Review denied at 120 Wn.2d 1020 (1993).

NOTES

[1] SMC 23.84.012 defines family:

"`Family' means a nonprofit housekeeping unit consisting of any number of related persons, eight (8) or fewer nonrelated, nontransient persons or eight (8) or fewer related and nonrelated, nontransient persons ...".

[2] SMC 23.84.016 defines halfway house:

"`Halfway house' means a special residence operated with full-time supervision for housing resident persons who, by reason of their mental or physical disability, addiction to drugs or alcohol or family and social adjustment problems, require a transitional nonmedical treatment program for rehabilitation and social readjustment. For the purposes of this Land Use Code, a nonmedical treatment program consists of counseling, vocational guidance, training, group therapy and other similar rehabilitative services for residents of the halfway house, but does not include drug and/or alcohol detoxification. Monitoring the taking of prescription medication shall be permitted."

[3] Specifically, in its findings and decision, the hearing examiner set out the following conclusions:

"8. The question of whether or not this household would be properly defined as a `halfway house' rests upon two factors spelled out in the code: 1) full-time supervision, and 2) what type of treatment program would be required by these residents for their rehabilitation and social readjustment.

"9. The House Manager would not provide full-time supervision. This person would not be available 24-hours per day and would not have the kinds of authority necessary to direct and control the behavior of the residents that would be necessary to be classed as `supervision' as that term is commonly understood.

"10. Parties at hearing proffered views as to whether or not the residents should have full-time (i.e., 24-hour) supervision. The code definition for halfway house looks to a facility where the full-time supervision is provided rather than the arguable question of whether it should be provided. Here the requirement for full-time supervision is not met.

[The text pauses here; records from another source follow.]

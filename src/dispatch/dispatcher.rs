//! The per-request pipeline.
//!
//! # Stages
//! ```text
//! Matching ──no route──────────────────────────────────────────▶ Serializing (404)
//!    │
//!    ▼
//! Deriving ──raised reply──┐
//!    │                     │
//!    ▼                     │
//! BeforeHandle ──reply─────┤   (short-circuit: handler skipped)
//!    │                     │
//!    ▼                     │
//! Handling ────────────────┤
//!                          ▼
//!                     AfterHandle ──▶ Serializing ──▶ Done
//!
//! any failure or panic ───────────────────────────▶ Serializing (500)
//! ```
//!
//! # Design Decisions
//! - `afterHandle` runs over whatever response exists, short-circuited or not
//! - A failure skips `afterHandle`; the client gets a bare 500
//! - Panics are caught per hook and treated as failures

use std::any::Any;
use std::future::Future;
use std::panic::{self, AssertUnwindSafe};
use std::time::Instant;

use axum::body::Bytes;
use axum::http::{Method, StatusCode};
use futures_util::future::BoxFuture;
use futures_util::FutureExt;
use tracing::Instrument;
use uuid::Uuid;

use crate::dispatch::{DispatchRequest, RequestContext};
use crate::error::{HookError, HookResult, RegistrationError};
use crate::hooks::{HookAction, HookRegistry, ResolvedHooks};
use crate::observability::metrics;
use crate::plugin::app::{RouteDef, RouteHandler};
use crate::response::{serialize, Reply, Response};
use crate::routing::{RouteLookup, RouteTable};

/// Header carrying the request id, set by the transport or generated here.
pub const X_REQUEST_ID: &str = "x-request-id";

/// Pipeline stages, used in logs and metrics.
#[derive(Debug, Clone, Copy, PartialEq, Eq)]
pub enum Stage {
    Matching,
    Deriving,
    BeforeHandle,
    Handling,
    AfterHandle,
    Serializing,
}

impl Stage {
    pub fn as_str(self) -> &'static str {
        match self {
            Stage::Matching => "matching",
            Stage::Deriving => "deriving",
            Stage::BeforeHandle => "before_handle",
            Stage::Handling => "handling",
            Stage::AfterHandle => "after_handle",
            Stage::Serializing => "serializing",
        }
    }
}

/// A route ready for dispatch.
struct CompiledRoute {
    path: String,
    handler: RouteHandler,
    hooks: ResolvedHooks,
}

/// What a hook or handler call produced.
enum Outcome<T> {
    Value(T),
    /// A reply raised through `HookError::Reply`.
    Raised(Reply),
}

/// A hook or handler failed; the request ends with 500.
struct StageFailure {
    stage: Stage,
    reason: String,
}

/// Frozen routing and hook tables. Safe to share across tasks.
pub struct CompiledApp {
    routes: RouteTable<CompiledRoute>,
    not_found: Option<Reply>,
}

impl CompiledApp {
    pub(crate) fn build(
        routes: Vec<RouteDef>,
        registry: &HookRegistry,
        not_found: Option<Reply>,
    ) -> Result<Self, RegistrationError> {
        let mut table = RouteTable::new();
        for route in routes {
            let compiled = CompiledRoute {
                path: route.path.clone(),
                handler: route.handler,
                hooks: registry.resolve(&route.bound),
            };
            table.insert(route.method, route.path, compiled)?;
        }

        tracing::info!(routes = table.len(), "Application compiled");
        Ok(Self {
            routes: table,
            not_found,
        })
    }

    /// Number of routes in the table.
    pub fn route_count(&self) -> usize {
        self.routes.len()
    }

    /// Dispatch one request.
    pub async fn handle(&self, request: DispatchRequest) -> Response {
        let start = Instant::now();
        let method = request.method.clone();
        let request_id = request
            .headers
            .get(X_REQUEST_ID)
            .and_then(|v| v.to_str().ok())
            .map(str::to_string)
            .unwrap_or_else(|| Uuid::new_v4().to_string());

        let span = tracing::debug_span!(
            "dispatch",
            request_id = %request_id,
            method = %method,
            path = %request.path
        );

        let mut response = self.dispatch(request, request_id).instrument(span).await;
        if method == Method::HEAD {
            response.body = Bytes::new();
        }

        metrics::record_request(method.as_str(), response.status.as_u16(), start);
        response
    }

    /// Dispatch one request unless `cancelled` completes first.
    ///
    /// On cancellation the current stage is dropped where it stands and
    /// `None` is returned; work already done is not undone.
    pub async fn handle_until<C>(&self, request: DispatchRequest, cancelled: C) -> Option<Response>
    where
        C: Future<Output = ()>,
    {
        tokio::select! {
            biased;
            () = cancelled => {
                tracing::debug!("Request cancelled before completion");
                None
            }
            response = self.handle(request) => Some(response),
        }
    }

    async fn dispatch(&self, request: DispatchRequest, request_id: String) -> Response {
        let mut ctx = RequestContext::new(request, request_id);

        let route = match self.routes.lookup(ctx.method(), ctx.path()) {
            RouteLookup::Match(route) => route,
            RouteLookup::NotFound => {
                tracing::debug!("No route matched");
                return self.not_found_response();
            }
        };

        let reply = match run_pipeline(route, &mut ctx).await {
            Ok(reply) => reply,
            Err(failure) => {
                tracing::error!(
                    stage = failure.stage.as_str(),
                    route = %route.path,
                    reason = %failure.reason,
                    "Request failed"
                );
                metrics::record_hook_failure(failure.stage.as_str());
                return Response::empty(StatusCode::INTERNAL_SERVER_ERROR);
            }
        };

        match serialize(reply) {
            Ok(response) => {
                tracing::debug!(status = response.status.as_u16(), "Request handled");
                response
            }
            Err(e) => {
                tracing::error!(error = %e, route = %route.path, "Response serialization failed");
                metrics::record_hook_failure(Stage::Serializing.as_str());
                Response::empty(StatusCode::INTERNAL_SERVER_ERROR)
            }
        }
    }

    fn not_found_response(&self) -> Response {
        let fallback = self.not_found.clone().unwrap_or(Reply::Empty);
        let mut response =
            serialize(fallback).unwrap_or_else(|_| Response::empty(StatusCode::NOT_FOUND));
        response.status = StatusCode::NOT_FOUND;
        response
    }
}

impl std::fmt::Debug for CompiledApp {
    fn fmt(&self, f: &mut std::fmt::Formatter<'_>) -> std::fmt::Result {
        f.debug_struct("CompiledApp")
            .field("routes", &self.routes.len())
            .finish_non_exhaustive()
    }
}

/// Deriving → BeforeHandle → Handling → AfterHandle.
async fn run_pipeline(
    route: &CompiledRoute,
    ctx: &mut RequestContext,
) -> Result<Reply, StageFailure> {
    let early = match run_derive(route, ctx).await? {
        Some(reply) => Some(reply),
        None => run_before_handle(route, ctx).await?,
    };

    let reply = match early {
        Some(reply) => {
            tracing::debug!("Short-circuited before handler");
            reply
        }
        None => run_handler(route, ctx).await?,
    };

    run_after_handle(route, ctx, reply).await
}

async fn run_derive(
    route: &CompiledRoute,
    ctx: &mut RequestContext,
) -> Result<Option<Reply>, StageFailure> {
    for hook in &route.hooks.derive {
        let HookAction::Derive(derive) = &hook.action else {
            continue;
        };
        let snapshot = ctx.clone();
        match guarded(Stage::Deriving, move || derive(snapshot)).await? {
            Outcome::Value(derived) => ctx.merge_derived(derived),
            Outcome::Raised(reply) => return Ok(Some(reply)),
        }
    }
    Ok(None)
}

async fn run_before_handle(
    route: &CompiledRoute,
    ctx: &RequestContext,
) -> Result<Option<Reply>, StageFailure> {
    for hook in &route.hooks.before_handle {
        let HookAction::BeforeHandle(before) = &hook.action else {
            continue;
        };
        match guarded(Stage::BeforeHandle, || before(ctx.clone())).await? {
            Outcome::Value(reply) if reply.is_empty() => {}
            Outcome::Value(reply) | Outcome::Raised(reply) => return Ok(Some(reply)),
        }
    }
    Ok(None)
}

async fn run_handler(route: &CompiledRoute, ctx: &RequestContext) -> Result<Reply, StageFailure> {
    match &route.handler {
        RouteHandler::Static(reply) => Ok(reply.clone()),
        RouteHandler::Dynamic(handler) => {
            match guarded(Stage::Handling, || handler(ctx.clone())).await? {
                Outcome::Value(reply) | Outcome::Raised(reply) => Ok(reply),
            }
        }
    }
}

async fn run_after_handle(
    route: &CompiledRoute,
    ctx: &mut RequestContext,
    reply: Reply,
) -> Result<Reply, StageFailure> {
    ctx.set_response(reply);
    for hook in &route.hooks.after_handle {
        let HookAction::AfterHandle(after) = &hook.action else {
            continue;
        };
        let snapshot = ctx.clone();
        match guarded(Stage::AfterHandle, move || after(snapshot)).await? {
            Outcome::Value(reply) if reply.is_empty() => {}
            Outcome::Value(reply) | Outcome::Raised(reply) => ctx.set_response(reply),
        }
    }
    Ok(ctx.take_response().unwrap_or(Reply::Empty))
}

/// Call one hook or handler and await it, turning errors and panics into
/// outcomes. A panic while building the future counts the same as one
/// while polling it.
async fn guarded<T, F>(stage: Stage, call: F) -> Result<Outcome<T>, StageFailure>
where
    F: FnOnce() -> BoxFuture<'static, HookResult<T>>,
{
    let result = match panic::catch_unwind(AssertUnwindSafe(call)) {
        Ok(future) => AssertUnwindSafe(future).catch_unwind().await,
        Err(panic) => Err(panic),
    };

    match result {
        Ok(Ok(value)) => Ok(Outcome::Value(value)),
        Ok(Err(HookError::Reply(reply))) => Ok(Outcome::Raised(reply)),
        Ok(Err(err)) => Err(StageFailure {
            stage,
            reason: err.to_string(),
        }),
        Err(panic) => Err(StageFailure {
            stage,
            reason: format!("panic: {}", panic_message(panic.as_ref())),
        }),
    }
}

fn panic_message(panic: &(dyn Any + Send)) -> &str {
    panic
        .downcast_ref::<&str>()
        .copied()
        .or_else(|| panic.downcast_ref::<String>().map(String::as_str))
        .unwrap_or("unknown")
}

"11. The record indicates that a reasonable person could conclude that the residents would not need full-time supervision and it is on that basis that it is not proposed.

"12. The second part of the halfway house definition must be carefully examined because, unlike the provision for full-time supervision, it is keyed to what the residents should be provided, rather than what is provided. The code speaks of resident persons who, because of their addiction to drugs or alcohol, require a transitional nonmedical treatment program for their rehabilitation and readjustment. There are some elements which can be fairly considered to be nonmedical services intended to aid in the transition from homeless, users of alcohol or drugs, to stable, productive, soberiety [sic]. These services, however, are not required by the residents. The residents will have already successfully completed a treatment program. When they live in this house they will have progressed far enough in their transition, so that they will be able to choose to avail themselves of services as they deem appropriate.

"13. Not everyone in `transition' needs the same degree of care, supervision, and program services. This instance does not fit neatly into one category. The Director did not err in making the interpretation that in this circumstance this household is more appropriately considered as a single family residence than as a halfway house. The facts do not leave the examiner with the definite and firm conviction that a mistake has been committed. While reasonable minds may disagree, and some may debate due to their individual viewpoints, and others may prefer different definitions and standards of review, the record supports the Director as having made a valid interpretation. Other circumstances, where residents require more control, monitoring, and a more intense program of services to accomplish their rehabilitation and adjustment, could produce a different result."